In Stellaris you can set the ending year so you can “win” the game, but you can still play beyond that year if you’d like. With the Nemesis DLC you can now either become an End Game Crisis with the power to destroy the entire galaxy if left unchecked, or you can become the Galactic Custodian and defend it. You can even make yourself the emperor of the galaxy if you play your cards right.

There’s much more to the game that can’t be covered in one simple summary, but I have plenty of Stellaris articles on the site, like how to play the game or how to use Influence.

Imperium Galactica

Believe it or not this is still one of my favorite games although I don’t play it much anymore due to Stellaris. This was published in 1997 by GT Interactive and still works today although it plays in DosBox.

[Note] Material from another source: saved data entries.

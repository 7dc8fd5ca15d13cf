//! Network conformance checks.
//!
//! - Topology: groups workload endpoints into networks under test
//! - ICMP: reachability inside each network (NET-001 through NET-004)
//! - Ports: listening sockets vs declared container ports (NET-005)
//! - Services: NodePort exposure (NET-006)
//!
//! # Graceful Degradation
//!
//! Check bodies compute `Result<CheckResult, NetCheckError>` and
//! [`finish`] maps the error side:
//! - Nothing eligible (`ConfigurationMissing`): CheckResult::Skip
//! - Any other error: CheckResult::Fail with the error as details
//!
//! Errors on a single workload, network or namespace never abort the
//! iteration over the others; they fail that entity and leave evidence in
//! the claims log.

pub mod icmp;
pub mod ports;
pub mod services;
pub mod topology;

use crate::engine::context::CheckContext;
use crate::engine::orchestrator::create_all_checks;
use crate::{Check, CheckCategory, CheckResult, NetCheckError};
use std::time::Instant;

/// Descriptors of every registered check, without results.
pub fn get_all_checks() -> Vec<Check> {
    create_all_checks()
        .into_iter()
        .map(|c| Check {
            id: c.id,
            name: c.name,
            category: c.category,
            description: c.description,
            result: None,
            claims: Vec::new(),
        })
        .collect()
}

/// Descriptors of the checks in one category.
pub fn get_checks_by_category(category: CheckCategory) -> Vec<Check> {
    get_all_checks()
        .into_iter()
        .filter(|c| c.category == category)
        .collect()
}

/// Map a check body's outcome onto a [`CheckResult`].
pub(crate) fn finish(start: Instant, outcome: Result<CheckResult, NetCheckError>) -> CheckResult {
    match outcome {
        Ok(result) => result,
        Err(NetCheckError::ConfigurationMissing { what }) => CheckResult::Skip { reason: what },
        Err(e) => CheckResult::Fail {
            message: "Check could not complete".to_string(),
            details: e.to_string(),
            duration_ms: elapsed_ms(start),
        },
    }
}

/// Fail with `ConfigurationMissing` when discovery found nothing to test.
pub(crate) fn require_targets(ctx: &CheckContext<'_>) -> Result<(), NetCheckError> {
    if ctx.has_targets() {
        Ok(())
    } else {
        Err(NetCheckError::ConfigurationMissing {
            what: "no workloads with containers under test".to_string(),
        })
    }
}

pub(crate) fn elapsed_ms(start: Instant) -> u64 {
    start.elapsed().as_millis() as u64
}
//! Remote command execution interface.
//!
//! Commands run inside a container's network namespace. Implementations own
//! timeouts and cancellation; a call always returns a result or an error.
//! Nothing here retries.

use crate::platform::cluster::ContainerRef;
use crate::NetCheckError;

/// Captured output of a remote command that exited successfully.
#[derive(Debug, Clone, Default, PartialEq, Eq)]
pub struct ExecOutput {
    pub stdout: String,
    pub stderr: String,
}

pub trait RemoteExecutor: Send + Sync {
    /// Run `command` in the network namespace of `target`.
    ///
    /// A launch failure or non-zero exit status is an error. Output written
    /// to stderr by a successful command is returned for the caller to judge.
    fn exec(&self, command: &str, target: &ContainerRef) -> Result<ExecOutput, NetCheckError>;
}

/// Run a command and treat anything on stderr as a failure.
///
/// Returns stdout on success.
pub fn exec_checked(
    executor: &dyn RemoteExecutor,
    command: &str,
    target: &ContainerRef,
) -> Result<String, NetCheckError> {
    let output = executor.exec(command, target)?;
    let stderr = output.stderr.trim();
    if !stderr.is_empty() {
        return Err(NetCheckError::RemoteExecution {
            command: command.to_string(),
            target: target.to_string(),
            message: format!("stderr: {}", stderr),
        });
    }
    Ok(output.stdout)
}
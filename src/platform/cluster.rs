//! Cluster object model and the discovery interface.
//!
//! Discovery is read-only. Every call may fail independently; callers that
//! iterate over namespaces accumulate listing errors instead of aborting.

use crate::NetCheckError;
use serde::{Deserialize, Serialize};
use std::fmt;
use std::net::IpAddr;

/// Service type that exposes a port on every node.
pub const NODE_PORT: &str = "NodePort";

/// Attachment name of a workload's primary interface.
pub const DEFAULT_NETWORK: &str = "default";

/// Transport protocol of a declared or listening port.
#[derive(
    Debug, Clone, Copy, Default, PartialEq, Eq, Hash, PartialOrd, Ord, Serialize, Deserialize,
)]
#[serde(rename_all = "UPPERCASE")]
pub enum Protocol {
    /// Cluster default when a port omits its protocol
    #[default]
    Tcp,
    Udp,
    Sctp,
}

impl Protocol {
    /// Map a socket-listing transport marker to a protocol.
    ///
    /// Returns None for markers that do not carry a port (raw, unix).
    pub fn from_socket_marker(marker: &str) -> Option<Self> {
        match marker.to_ascii_lowercase().as_str() {
            "tcp" | "tcp6" | "stream" => Some(Protocol::Tcp),
            "udp" | "udp6" | "dgram" | "datagram" => Some(Protocol::Udp),
            "sctp" | "sctp6" | "seqpacket" => Some(Protocol::Sctp),
            _ => None,
        }
    }

    pub fn as_str(&self) -> &'static str {
        match self {
            Protocol::Tcp => "TCP",
            Protocol::Udp => "UDP",
            Protocol::Sctp => "SCTP",
        }
    }
}

impl fmt::Display for Protocol {
    fn fmt(&self, f: &mut fmt::Formatter<'_>) -> fmt::Result {
        f.write_str(self.as_str())
    }
}

/// A port declared in a container spec.
#[derive(Debug, Clone, PartialEq, Eq, Serialize, Deserialize)]
#[serde(rename_all = "camelCase")]
pub struct ContainerPort {
    pub container_port: u16,
    #[serde(default)]
    pub protocol: Protocol,
    #[serde(default, skip_serializing_if = "Option::is_none")]
    pub name: Option<String>,
}

#[derive(Debug, Clone, PartialEq, Eq, Serialize, Deserialize)]
pub struct Container {
    pub name: String,
    #[serde(default)]
    pub ports: Vec<ContainerPort>,
}

/// One network attachment of a workload.
///
/// The shape matches a multus network-status entry, so the annotation decodes
/// straight into this type.
#[derive(Debug, Clone, PartialEq, Eq, Serialize, Deserialize)]
pub struct NetworkInterface {
    /// Attachment (network) name
    pub name: String,
    /// Interface name inside the workload, when known
    #[serde(default, skip_serializing_if = "Option::is_none")]
    pub interface: Option<String>,
    #[serde(default)]
    pub ips: Vec<IpAddr>,
    /// Primary interface of the workload
    #[serde(default)]
    pub default: bool,
}

/// A set of containers scheduled together and sharing one network namespace.
#[derive(Debug, Clone, PartialEq, Eq, Serialize, Deserialize)]
#[serde(rename_all = "camelCase")]
pub struct Workload {
    pub namespace: String,
    pub name: String,
    #[serde(default)]
    pub containers: Vec<Container>,
    #[serde(default)]
    pub interfaces: Vec<NetworkInterface>,
    /// Opt-out marker: contributes no endpoints to connectivity checks
    #[serde(default)]
    pub skip_connectivity_tests: bool,
}

impl Workload {
    /// Stable identifier, `namespace/name`.
    pub fn id(&self) -> String {
        format!("{}/{}", self.namespace, self.name)
    }

    /// The container every remote command for this workload runs in.
    ///
    /// Always the first container in spec order: all containers share the
    /// workload's network namespace.
    pub fn exec_target(&self) -> Option<ContainerRef> {
        self.containers.first().map(|c| ContainerRef {
            namespace: self.namespace.clone(),
            workload: self.name.clone(),
            container: c.name.clone(),
        })
    }
}

impl fmt::Display for Workload {
    fn fmt(&self, f: &mut fmt::Formatter<'_>) -> fmt::Result {
        write!(f, "workload: {} ns: {}", self.name, self.namespace)
    }
}

/// Identity of one container, the target of remote execution.
#[derive(Debug, Clone, PartialEq, Eq, Hash, PartialOrd, Ord, Serialize)]
pub struct ContainerRef {
    pub namespace: String,
    pub workload: String,
    pub container: String,
}

impl fmt::Display for ContainerRef {
    fn fmt(&self, f: &mut fmt::Formatter<'_>) -> fmt::Result {
        write!(
            f,
            "container: {} workload: {} ns: {}",
            self.container, self.workload, self.namespace
        )
    }
}

#[derive(Debug, Clone, PartialEq, Eq, Serialize, Deserialize)]
pub struct Service {
    #[serde(default)]
    pub namespace: String,
    pub name: String,
    #[serde(rename = "type", default)]
    pub service_type: String,
}

impl Service {
    /// Exact match on the NodePort type, no normalization.
    pub fn is_node_port(&self) -> bool {
        self.service_type == NODE_PORT
    }
}

/// Workloads found by discovery and the pod listings that failed on the way.
#[derive(Debug, Clone, Default, PartialEq)]
pub struct WorkloadListing {
    /// Workloads under test, in discovery order
    pub workloads: Vec<Workload>,
    /// Listings that failed; the remaining ones were still collected
    pub failures: Vec<NetCheckError>,
}

impl WorkloadListing {
    /// A listing where every lookup succeeded.
    pub fn complete(workloads: Vec<Workload>) -> Self {
        WorkloadListing {
            workloads,
            failures: Vec::new(),
        }
    }
}

/// Source of cluster objects under test.
pub trait Discovery: Send + Sync {
    /// Workloads under test, in discovery order.
    ///
    /// A failed lookup in one namespace is recorded in the listing and the
    /// rest are still collected. `Err` means nothing could be listed at all.
    fn workloads(&self) -> Result<WorkloadListing, NetCheckError>;

    /// Target namespaces.
    fn namespaces(&self) -> Vec<String>;

    /// Services of one namespace.
    fn list_services(&self, namespace: &str) -> Result<Vec<Service>, NetCheckError>;

    /// Short label of where objects come from, shown in reports.
    fn source(&self) -> String {
        "cluster".to_string()
    }
}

The graphics are primitive by today’s standards, but it has all the elements I look for in a space strategy game plus it has one feature that I consider all the other space strategy games lacking in and that’s detailed ground combat that proceeds graphically, just like a battle in space. Stellaris comes close but there’s just something about maneuvering your tanks into position during a planetary invasion that I find particularly gratifying in Galactic Imperium.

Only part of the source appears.